**What to do:**
The reply should consist of one number, the count of lines below in which the word "PartialEq" appears.

== Material to process ==

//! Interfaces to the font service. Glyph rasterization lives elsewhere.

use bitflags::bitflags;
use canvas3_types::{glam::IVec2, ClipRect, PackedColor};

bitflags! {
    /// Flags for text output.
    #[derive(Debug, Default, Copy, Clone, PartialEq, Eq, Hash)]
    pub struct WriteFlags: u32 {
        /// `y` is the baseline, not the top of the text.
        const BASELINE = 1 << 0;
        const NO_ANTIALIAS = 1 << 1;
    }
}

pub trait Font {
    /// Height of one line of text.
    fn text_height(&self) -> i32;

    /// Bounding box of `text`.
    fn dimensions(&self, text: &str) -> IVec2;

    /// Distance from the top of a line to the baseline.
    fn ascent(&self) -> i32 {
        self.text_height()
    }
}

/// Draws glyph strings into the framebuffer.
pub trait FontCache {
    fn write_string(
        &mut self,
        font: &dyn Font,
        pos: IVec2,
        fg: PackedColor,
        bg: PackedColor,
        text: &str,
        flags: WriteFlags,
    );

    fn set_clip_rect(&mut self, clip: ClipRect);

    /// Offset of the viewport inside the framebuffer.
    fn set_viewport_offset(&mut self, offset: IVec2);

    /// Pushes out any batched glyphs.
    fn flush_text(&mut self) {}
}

===
== Material to process ==

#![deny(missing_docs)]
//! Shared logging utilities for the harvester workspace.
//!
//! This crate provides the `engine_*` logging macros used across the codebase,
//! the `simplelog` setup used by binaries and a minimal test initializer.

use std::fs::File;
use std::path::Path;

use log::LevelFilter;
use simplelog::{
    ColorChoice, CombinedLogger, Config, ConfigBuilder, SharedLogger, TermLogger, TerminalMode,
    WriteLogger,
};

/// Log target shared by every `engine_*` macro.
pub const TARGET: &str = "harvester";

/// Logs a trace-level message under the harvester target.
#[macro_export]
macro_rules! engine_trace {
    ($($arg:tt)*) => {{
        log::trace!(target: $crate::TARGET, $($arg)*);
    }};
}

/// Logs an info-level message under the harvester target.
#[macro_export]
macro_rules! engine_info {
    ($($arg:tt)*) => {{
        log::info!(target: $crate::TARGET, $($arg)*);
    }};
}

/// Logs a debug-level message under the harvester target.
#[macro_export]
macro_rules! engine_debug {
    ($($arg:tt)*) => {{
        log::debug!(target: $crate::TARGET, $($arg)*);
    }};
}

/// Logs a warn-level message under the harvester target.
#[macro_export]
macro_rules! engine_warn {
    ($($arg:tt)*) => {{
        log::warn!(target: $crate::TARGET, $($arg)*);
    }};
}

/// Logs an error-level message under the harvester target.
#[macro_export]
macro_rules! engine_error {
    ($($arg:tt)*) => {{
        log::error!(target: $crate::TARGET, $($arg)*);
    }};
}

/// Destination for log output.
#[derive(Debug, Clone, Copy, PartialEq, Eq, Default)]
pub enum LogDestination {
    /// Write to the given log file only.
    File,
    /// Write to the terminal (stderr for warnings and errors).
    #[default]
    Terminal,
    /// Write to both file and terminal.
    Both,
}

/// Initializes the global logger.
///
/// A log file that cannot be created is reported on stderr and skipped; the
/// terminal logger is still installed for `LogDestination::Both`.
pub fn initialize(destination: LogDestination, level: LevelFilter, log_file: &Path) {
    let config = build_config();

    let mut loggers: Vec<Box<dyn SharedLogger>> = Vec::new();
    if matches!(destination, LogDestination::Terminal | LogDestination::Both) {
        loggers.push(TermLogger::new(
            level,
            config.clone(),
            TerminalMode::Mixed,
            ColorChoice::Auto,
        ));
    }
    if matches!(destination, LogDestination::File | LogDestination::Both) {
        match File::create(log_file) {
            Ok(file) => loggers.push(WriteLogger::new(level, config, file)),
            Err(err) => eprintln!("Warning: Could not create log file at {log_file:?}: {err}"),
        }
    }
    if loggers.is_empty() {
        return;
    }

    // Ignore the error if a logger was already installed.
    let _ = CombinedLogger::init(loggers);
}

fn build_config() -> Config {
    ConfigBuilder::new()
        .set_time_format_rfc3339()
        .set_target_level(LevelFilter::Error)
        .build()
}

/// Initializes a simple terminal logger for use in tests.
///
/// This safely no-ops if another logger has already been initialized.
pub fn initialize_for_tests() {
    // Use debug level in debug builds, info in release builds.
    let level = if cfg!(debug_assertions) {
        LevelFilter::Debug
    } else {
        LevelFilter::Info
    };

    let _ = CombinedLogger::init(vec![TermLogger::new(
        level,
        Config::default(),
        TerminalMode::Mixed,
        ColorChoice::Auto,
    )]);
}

===

**Output of the task:**
2